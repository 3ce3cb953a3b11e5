//! Residences: the directory, the claim flow and administrator upkeep.
//!
//! ## Summary
//! A signed-in resident claims at most one residence and a residence is held
//! by at most one resident; the first claim wins. The caller's email must be
//! on the allow list, and an entry bound to a residence only admits that
//! residence. The link and the claimed flag are written in one store
//! transaction with both rows locked. Reassignment goes through an
//! administrator releasing the residence.

use serde::Deserialize;
use uuid::Uuid;

use neighborly_core::constants::DESCRIPTION_MAX_LEN;
use neighborly_core::validation::{
    FieldError, validate_email, validate_optional_text, validate_phone, validate_residence_name,
};
use neighborly_db::db::enums::{AuditAction, Street};
use neighborly_db::model::residence::{
    DirectoryFilter, NewResidence, Residence, ResidenceChangeset,
};
use neighborly_db::model::user::User;
use neighborly_db::store::ClaimOutcome;
use neighborly_db::store::prelude::*;

use crate::audit::AuditEntry;
use crate::auth::{Action, Resource, Subjects};
use crate::context::ServiceContext;
use crate::error::{ServiceError, ServiceResult};
use crate::view::{Mutation, View};
use crate::whitelist::require_whitelisted;

const RESOURCE_TYPE: &str = "residence";

pub const ALREADY_CLAIMED_BY_CALLER: &str = "You have already claimed a residence";
pub const ALREADY_CLAIMED: &str = "This residence has already been claimed";
pub const NOT_AUTHORIZED_TO_CLAIM: &str = "You are not authorized to claim this residence";
const ADMIN_REQUIRED: &str = "Admin access required";
const NOT_FOUND: &str = "Residence not found";

#[derive(Debug, Clone, Deserialize)]
pub struct ClaimRequest {
    pub residence_id: Uuid,
    /// Contact email shown in the directory.
    #[serde(default)]
    pub email: Option<String>,
    #[serde(default)]
    pub notes: Option<String>,
}

impl ClaimRequest {
    #[must_use]
    pub const fn new(residence_id: Uuid) -> Self {
        Self {
            residence_id,
            email: None,
            notes: None,
        }
    }

    /// Validated details to merge into the residence, omitting blank fields.
    fn details(&self) -> Result<serde_json::Value, FieldError> {
        let mut details = serde_json::Map::new();

        if let Some(email) = self.email.as_deref().filter(|e| !e.trim().is_empty()) {
            validate_email(Some(email))?;
            details.insert(
                "email".to_string(),
                neighborly_core::util::email::normalize(email).into(),
            );
        }

        validate_optional_text(self.notes.as_deref(), "notes", "Notes", DESCRIPTION_MAX_LEN)?;
        if let Some(notes) = self.notes.as_deref().map(str::trim).filter(|n| !n.is_empty()) {
            details.insert("notes".to_string(), notes.into());
        }

        Ok(serde_json::Value::Object(details))
    }
}

#[derive(Debug, Clone, Default, Deserialize)]
pub struct ResidenceInput {
    pub street_name: Option<String>,
    pub address: Option<String>,
    pub last_name: Option<String>,
    pub phone_number: Option<String>,
}

/// Administrator edit. Absent fields stay as they are; a blank phone number
/// clears it.
#[derive(Debug, Clone, Default, Deserialize)]
pub struct ResidenceUpdate {
    pub street_name: Option<String>,
    pub address: Option<String>,
    pub last_name: Option<String>,
    pub phone_number: Option<String>,
}

fn parse_street(value: Option<&str>) -> Result<Street, FieldError> {
    let value = value.map(str::trim).unwrap_or_default();
    if value.is_empty() {
        return Err(FieldError::new("street_name", "Street name is required"));
    }
    value
        .parse::<Street>()
        .map_err(|e| FieldError::new("street_name", e.to_string()))
}

fn trimmed_phone(phone: Option<&str>) -> Option<String> {
    phone
        .map(str::trim)
        .filter(|p| !p.is_empty())
        .map(str::to_string)
}

fn require_admin(ctx: &ServiceContext, caller: &User, action: Action) -> ServiceResult<()> {
    ctx.authorizer().require(
        &Subjects::for_user(caller),
        Resource::Residence,
        action,
        ADMIN_REQUIRED,
    )
}

/// ## Summary
/// Lists residences by street then address, optionally filtered by street
/// and by a case-insensitive search over address and surname.
///
/// ## Errors
/// Returns `ValidationError` for an unknown street.
#[tracing::instrument(skip(ctx, caller), fields(caller = %caller.id))]
pub async fn list_directory(
    ctx: &ServiceContext,
    caller: &User,
    street: Option<&str>,
    search: Option<&str>,
) -> ServiceResult<Vec<Residence>> {
    let street = match street.map(str::trim).filter(|s| !s.is_empty()) {
        Some(street) => Some(parse_street(Some(street))?),
        None => None,
    };
    let filter = DirectoryFilter {
        street,
        search: search
            .map(str::trim)
            .filter(|s| !s.is_empty())
            .map(str::to_string),
    };

    Ok(ctx.store().list_residences(&filter).await?)
}

/// ## Summary
/// Links the caller to a residence and marks it claimed.
///
/// ## Side Effects
/// - Sets `users.residence_id` and `residences.is_claimed` in one transaction
/// - Merges contact email and notes into the residence details
/// - Appends a claim audit entry
///
/// ## Errors
/// - `AuthorizationError` if the caller's email is not whitelisted or is bound
///   to another residence.
/// - `Conflict` if the caller already holds a residence or the residence is
///   held by someone else.
/// - `NotFound` if the residence does not exist.
#[tracing::instrument(skip(ctx, caller, request), fields(caller = %caller.id, residence_id = %request.residence_id))]
pub async fn claim_residence(
    ctx: &ServiceContext,
    caller: &User,
    request: ClaimRequest,
) -> ServiceResult<Mutation<Residence>> {
    ctx.authorizer().require(
        &Subjects::for_user(caller),
        Resource::Residence,
        Action::Claim,
        NOT_AUTHORIZED_TO_CLAIM,
    )?;

    let entry = require_whitelisted(ctx, &caller.email)
        .await
        .map_err(|e| match e {
            ServiceError::AuthorizationError(_) => ServiceError::forbidden(NOT_AUTHORIZED_TO_CLAIM),
            other => other,
        })?;
    if entry
        .residence_id
        .is_some_and(|bound| bound != request.residence_id)
    {
        return Err(ServiceError::forbidden(NOT_AUTHORIZED_TO_CLAIM));
    }

    if caller.residence_id.is_some() {
        return Err(ServiceError::conflict(ALREADY_CLAIMED_BY_CALLER));
    }

    let details = request.details()?;

    match ctx
        .store()
        .claim_residence(caller.id, request.residence_id, details)
        .await?
    {
        ClaimOutcome::Claimed { before, after, .. } => {
            tracing::info!("Residence claimed");
            ctx.audit()
                .record(
                    AuditEntry::new(caller.id, AuditAction::Claim, RESOURCE_TYPE, after.id)
                        .before(&before)
                        .after(&after)
                        .details(after.address.clone()),
                )
                .await;
            Ok(Mutation::new(after, [View::Profile, View::Directory]))
        }
        ClaimOutcome::IdentityAlreadyLinked { .. } => {
            Err(ServiceError::conflict(ALREADY_CLAIMED_BY_CALLER))
        }
        ClaimOutcome::ResidenceTaken => Err(ServiceError::conflict(ALREADY_CLAIMED)),
        ClaimOutcome::ResidenceMissing => Err(ServiceError::not_found(NOT_FOUND)),
    }
}

/// ## Summary
/// Unlinks every resident from a residence and clears its claimed flag so it
/// can be claimed again.
///
/// ## Errors
/// `AuthorizationError` for non-administrators, `NotFound` for unknown ids.
#[tracing::instrument(skip(ctx, caller), fields(caller = %caller.id))]
pub async fn release_residence(
    ctx: &ServiceContext,
    caller: &User,
    residence_id: Uuid,
) -> ServiceResult<Mutation<Residence>> {
    require_admin(ctx, caller, Action::Release)?;

    let outcome = ctx
        .store()
        .release_residence(residence_id)
        .await?
        .ok_or_else(|| ServiceError::not_found(NOT_FOUND))?;

    tracing::info!(released = outcome.released_user_ids.len(), "Residence released");
    ctx.audit()
        .record(
            AuditEntry::new(caller.id, AuditAction::Release, RESOURCE_TYPE, residence_id)
                .before(&outcome.before)
                .after(&outcome.after)
                .details(outcome.after.address.clone()),
        )
        .await;

    Ok(Mutation::new(
        outcome.after,
        [View::Directory, View::Profile, View::Admin],
    ))
}

/// ## Errors
/// `AuthorizationError` for non-administrators, `ValidationError` for bad
/// fields, `Conflict` for a duplicate address.
#[tracing::instrument(skip(ctx, caller, input), fields(caller = %caller.id))]
pub async fn create_residence(
    ctx: &ServiceContext,
    caller: &User,
    input: ResidenceInput,
) -> ServiceResult<Mutation<Residence>> {
    require_admin(ctx, caller, Action::Create)?;

    let street = parse_street(input.street_name.as_deref())?;
    validate_residence_name(input.address.as_deref())?;
    validate_residence_name(input.last_name.as_deref())?;
    validate_phone(input.phone_number.as_deref())?;

    let new_residence = NewResidence::new(
        street,
        input.address.as_deref().unwrap_or_default().trim().to_string(),
        input.last_name.as_deref().unwrap_or_default().trim().to_string(),
        trimmed_phone(input.phone_number.as_deref()),
    );

    let residence = ctx
        .store()
        .create_residence(new_residence)
        .await
        .map_err(|e| match e {
            neighborly_db::error::DbError::Conflict(_) => {
                ServiceError::conflict("A residence with this address already exists")
            }
            other => other.into(),
        })?;

    ctx.audit()
        .record(
            AuditEntry::new(caller.id, AuditAction::Create, RESOURCE_TYPE, residence.id)
                .after(&residence)
                .details(residence.address.clone()),
        )
        .await;

    Ok(Mutation::new(residence, [View::Directory, View::Admin]))
}

/// ## Errors
/// `AuthorizationError` for non-administrators, `ValidationError` for bad
/// fields, `NotFound` for unknown ids.
#[tracing::instrument(skip(ctx, caller, update), fields(caller = %caller.id))]
pub async fn update_residence(
    ctx: &ServiceContext,
    caller: &User,
    residence_id: Uuid,
    update: ResidenceUpdate,
) -> ServiceResult<Mutation<Residence>> {
    require_admin(ctx, caller, Action::Update)?;

    let mut changes = ResidenceChangeset::default();
    if update.street_name.is_some() {
        changes.street_name = Some(parse_street(update.street_name.as_deref())?);
    }
    if let Some(address) = update.address.as_deref() {
        validate_residence_name(Some(address))?;
        changes.address = Some(address.trim().to_string());
    }
    if let Some(last_name) = update.last_name.as_deref() {
        validate_residence_name(Some(last_name))?;
        changes.last_name = Some(last_name.trim().to_string());
    }
    if let Some(phone) = update.phone_number.as_deref() {
        validate_phone(Some(phone))?;
        changes.phone_number = Some(trimmed_phone(Some(phone)));
    }

    let before = ctx
        .store()
        .residence_by_id(residence_id)
        .await?
        .ok_or_else(|| ServiceError::not_found(NOT_FOUND))?;

    if changes.is_empty() {
        return Ok(Mutation::unchanged(before));
    }
    changes.updated_at = Some(chrono::Utc::now());

    let after = ctx
        .store()
        .update_residence(residence_id, changes)
        .await?
        .ok_or_else(|| ServiceError::not_found(NOT_FOUND))?;

    ctx.audit()
        .record(
            AuditEntry::new(caller.id, AuditAction::Update, RESOURCE_TYPE, residence_id)
                .before(&before)
                .after(&after)
                .details(after.address.clone()),
        )
        .await;

    Ok(Mutation::new(after, [View::Directory, View::Admin]))
}

/// ## Summary
/// Deletes a residence, unlinking its residents in the same transaction.
///
/// ## Errors
/// `AuthorizationError` for non-administrators, `NotFound` for unknown ids.
#[tracing::instrument(skip(ctx, caller), fields(caller = %caller.id))]
pub async fn delete_residence(
    ctx: &ServiceContext,
    caller: &User,
    residence_id: Uuid,
) -> ServiceResult<Mutation<()>> {
    require_admin(ctx, caller, Action::Delete)?;

    let removal = ctx
        .store()
        .delete_residence(residence_id)
        .await?
        .ok_or_else(|| ServiceError::not_found(NOT_FOUND))?;

    ctx.audit()
        .record(
            AuditEntry::new(caller.id, AuditAction::Delete, RESOURCE_TYPE, residence_id)
                .before(&removal.residence)
                .details(removal.residence.address.clone()),
        )
        .await;

    Ok(Mutation::new(
        (),
        [View::Directory, View::Profile, View::Admin],
    ))
}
==============================
Exercise:
Please determine how many lines in the entries contain the word "bound" and reply with that figure alone.

Solution to this exercise:
3